El precio de la entrega
"Yo también quisiera, como Manuel Vicent, / morir sentado en una mecedora blanca frente al Mediterráneo / mirando sin pestañear la línea del horizonte" (Francisco Tomás y Valiente). Seguramente ellos también lo hubieran querido, si alguna de las guerras que jalonan lo ancho y alto de nuestro planeta no se lo hubieran impedido. Frente al Mediterráneo o cualquier otro paisaje que les pudiera evocar una historia como la suya, vivida para que los demás no vivamos en la oscuridad, para que la compartamos con el resto del mundo.
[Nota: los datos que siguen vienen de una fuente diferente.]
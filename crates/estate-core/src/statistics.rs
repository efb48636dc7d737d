//! Numeric column digest for the summary report.

use std::collections::BTreeMap;

use polars::prelude::DataFrame;

use estate_common::column_f64_values;
use estate_common::stats::{mean, quantile, sample_std, sorted_values};
use estate_model::ColumnStatistics;

/// Describe every numeric column of `df`, keyed by column name.
///
/// Text columns are ignored, as are missing values inside numeric ones.
pub fn describe(df: &DataFrame) -> BTreeMap<String, ColumnStatistics> {
    df.get_columns()
        .iter()
        .filter(|column| column.dtype().is_numeric())
        .filter_map(|column| {
            let name = column.name().as_str();
            let values: Vec<f64> = column_f64_values(df, name)?.into_iter().flatten().collect();
            Some((name.to_string(), column_statistics(&values)))
        })
        .collect()
}

/// Statistics of a set of present values.
pub fn column_statistics(values: &[f64]) -> ColumnStatistics {
    let sorted = sorted_values(values);
    ColumnStatistics {
        count: sorted.len() as u64,
        mean: mean(&sorted),
        std: sample_std(&sorted),
        min: sorted.first().copied(),
        p25: quantile(&sorted, 0.25),
        p50: quantile(&sorted, 0.5),
        p75: quantile(&sorted, 0.75),
        max: sorted.last().copied(),
    }
}
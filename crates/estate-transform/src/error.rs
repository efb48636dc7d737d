use polars::prelude::PolarsError;
use thiserror::Error;

/// Errors raised while rebuilding dataset columns.
///
/// Malformed field values are never errors; they become missing values.
#[derive(Debug, Error)]
pub enum TransformError {
    #[error("DataFrame operation failed: {0}")]
    Polars(#[from] PolarsError),
}

pub type Result<T> = std::result::Result<T, TransformError>;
Ayer las familias de siete periodistas muertos en acto de servicio recibieron, en la sede de su asociación, las medallas de oro al mérito en el trabajo a título póstumo.
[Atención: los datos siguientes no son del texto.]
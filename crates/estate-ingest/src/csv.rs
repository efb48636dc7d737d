//! CSV file reading.

use std::fs::File;
use std::io::Read;
use std::path::Path;

use polars::prelude::*;

use crate::error::{IngestError, Result};

fn open(path: &Path) -> Result<File> {
    File::open(path).map_err(|e| {
        if e.kind() == std::io::ErrorKind::NotFound {
            IngestError::FileNotFound {
                path: path.to_path_buf(),
            }
        } else {
            IngestError::FileRead {
                path: path.to_path_buf(),
                source: e,
            }
        }
    })
}

/// Detect encoding and validate it's supported (UTF-8 only).
///
/// Checks for UTF-16 BOM markers which are not supported.
pub fn validate_encoding(path: &Path) -> Result<()> {
    let mut file = open(path)?;

    let mut buffer = [0u8; 4];
    let bytes_read = file.read(&mut buffer).map_err(|e| IngestError::FileRead {
        path: path.to_path_buf(),
        source: e,
    })?;

    if bytes_read >= 2 {
        if buffer[0..2] == [0xFF, 0xFE] {
            return Err(IngestError::UnsupportedEncoding {
                path: path.to_path_buf(),
                encoding: "UTF-16 LE",
            });
        }
        if buffer[0..2] == [0xFE, 0xFF] {
            return Err(IngestError::UnsupportedEncoding {
                path: path.to_path_buf(),
                encoding: "UTF-16 BE",
            });
        }
    }

    // UTF-8 BOM is acceptable
    Ok(())
}

/// Field values read as missing, in addition to empty fields.
pub const MISSING_VALUE_TOKENS: &[&str] = &[
    "#N/A", "#N/A N/A", "#NA", "-1.#IND", "-1.#QNAN", "-NaN", "-nan", "1.#IND", "1.#QNAN",
    "<NA>", "N/A", "NA", "NULL", "NaN", "None", "n/a", "nan", "null",
];

/// Reads a UTF-8 CSV file with a single header row into a DataFrame.
///
/// Column types are inferred from the whole file. Empty fields and any of
/// [`MISSING_VALUE_TOKENS`] become nulls.
pub fn read_csv(path: &Path) -> Result<DataFrame> {
    validate_encoding(path)?;

    let null_values = NullValues::AllColumns(
        MISSING_VALUE_TOKENS
            .iter()
            .map(|token| PlSmallStr::from(*token))
            .collect(),
    );
    let df = CsvReadOptions::default()
        .with_has_header(true)
        .with_infer_schema_length(None)
        .with_parse_options(CsvParseOptions::default().with_null_values(Some(null_values)))
        .try_into_reader_with_file_path(Some(path.to_path_buf()))
        .map_err(|e| IngestError::CsvParse {
            path: path.to_path_buf(),
            message: e.to_string(),
        })?
        .finish()
        .map_err(|e| IngestError::CsvParse {
            path: path.to_path_buf(),
            message: e.to_string(),
        })?;

    if df.width() == 0 {
        return Err(IngestError::NoHeader {
            path: path.to_path_buf(),
        });
    }

    Ok(df)
}

#[cfg(test)]
mod tests {
    use super::*;
    use std::io::Write;
    use tempfile::NamedTempFile;

    fn create_temp_csv(content: &[u8]) -> NamedTempFile {
        let mut file = NamedTempFile::with_suffix(".csv").unwrap();
        file.write_all(content).unwrap();
        file
    }

    #[test]
    fn test_read_csv_basic() {
        let file = create_temp_csv(b"id_propiedad,precio\nPROP-0001,150000\nPROP-0002,\n");
        let df = read_csv(file.path()).unwrap();

        assert_eq!(df.height(), 2);
        assert_eq!(df.width(), 2);
        assert_eq!(df.column("precio").unwrap().null_count(), 1);
    }

    #[test]
    fn test_read_csv_missing_value_tokens_are_null() {
        let file = create_temp_csv(
            b"id_propiedad,precio,tipo_propiedad\nA,NA,casa\nB,150000,N/A\nC,null,casa\n",
        );
        let df = read_csv(file.path()).unwrap();

        let precio = df.column("precio").unwrap();
        assert_eq!(precio.null_count(), 2);
        assert_eq!(precio.dtype(), &DataType::Int64);
        assert_eq!(df.column("tipo_propiedad").unwrap().null_count(), 1);
    }

    #[test]
    fn test_read_csv_rejects_utf16() {
        let file = create_temp_csv(&[0xFF, 0xFE, b'a', 0x00]);
        let result = read_csv(file.path());

        assert!(matches!(
            result,
            Err(IngestError::UnsupportedEncoding { .. })
        ));
    }

    #[test]
    fn test_read_csv_missing_file() {
        let result = read_csv(Path::new("/nonexistent/listings.csv"));
        assert!(matches!(result, Err(IngestError::FileNotFound { .. })));
    }
}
El Gobierno de España, haciéndose eco del sentir de la ciudadanía, ha querido reconocer el valor profesional y humano de siete periodistas muertos en el ejercicio de su trabajo. Unas medallas concedidas, según dice su reglamento, en mérito de una conducta socialmente útil y ejemplar en el desempeño de los deberes que impone el ejercicio de cualquier trabajo, profesión o servicio, y también en reconocimiento y compensación de los daños padecidos en el cumplimiento de los deberes profesionales. Se trata de honrar su memoria en su condición de trabajadores.
Couso, Anguita, Fuentes, Pujol, Ortega, Rodríguez y Valtueña, como todos los que han recogido su testigo de entrega y compromiso con la información, eran incómodos, y seguirán siendo incómodos en tanto no se cansen de difundir a todo el mundo lo que ven y oyen por nosotros: la miseria y la barbarie, esas lacras que tanto nos cuesta erradicar.
Una libertad consagrada en la Constitución como derecho a "comunicar y recibir información" que es preciso salvaguardar, para conformar una opinión pública libre, garantía de la salud y el pluralismo democráticos. Una libertad, por otra parte, que ha de actuar como antídoto frente a la tentación social de descargarse de responsabilidades, de deshumanizar lo humano. Una tentación que, de llevarse a cabo, podría desembocar en abdicación moral y, en última instancia, en totalitarismo.
¿Hubiéramos podido tener una visión real de la guerra de Irak sin las imágenes de José Couso o sin las narraciones de Julio Anguita? ¿Alguien podría haberse hecho una idea de la limpieza étnica que se estaba ejecutando en Kosovo sin la impecable descripción que nos ofreció Julio Fuentes? O ¿habríamos conocido la realidad de la ciudad mártir de Sarajevo sin la visión que nos trasladó Jordi Pujol Puente? Seguramente, no; como difícilmente conoceríamos la tragedia humana que vive y ha vivido Haití sin la crónica de Ricardo Ortega, las imágenes de la intervención norteamericana en Panamá sin el trabajo de Juantxu Rodríguez, o el horror de Ruanda contado a través de la lente de Luis Valtueña.
El alto riesgo personal que asumieron para poner ante nuestros ojos el producto de su libertad, su trabajo en forma de imágenes, de palabras y de sonidos, no es pagable. La recientemente desaparecida Susan Sontag, la "escritora del compromiso", la que viajó como periodista a Vietnam en 1968, afirmó en un pequeño ensayo: "Fotografiar es apropiarse de lo fotografiado. Significa establecer con el mundo una relación determinada que sabe a conocimiento, y, por lo tanto, a poder". Quizá en esa apropiación, en esa toma cotidiana de poder, radique el compromiso y el riesgo de aquellos que, con su lente y su pluma, atraen ojos, cuerpos, casas, paisajes, circunstancias, sentimientos y condiciones de vida de las gentes; una toma de poder, un derecho al conocimiento al que estamos llamados todos.
Jesús Caldera es ministro de Trabajo.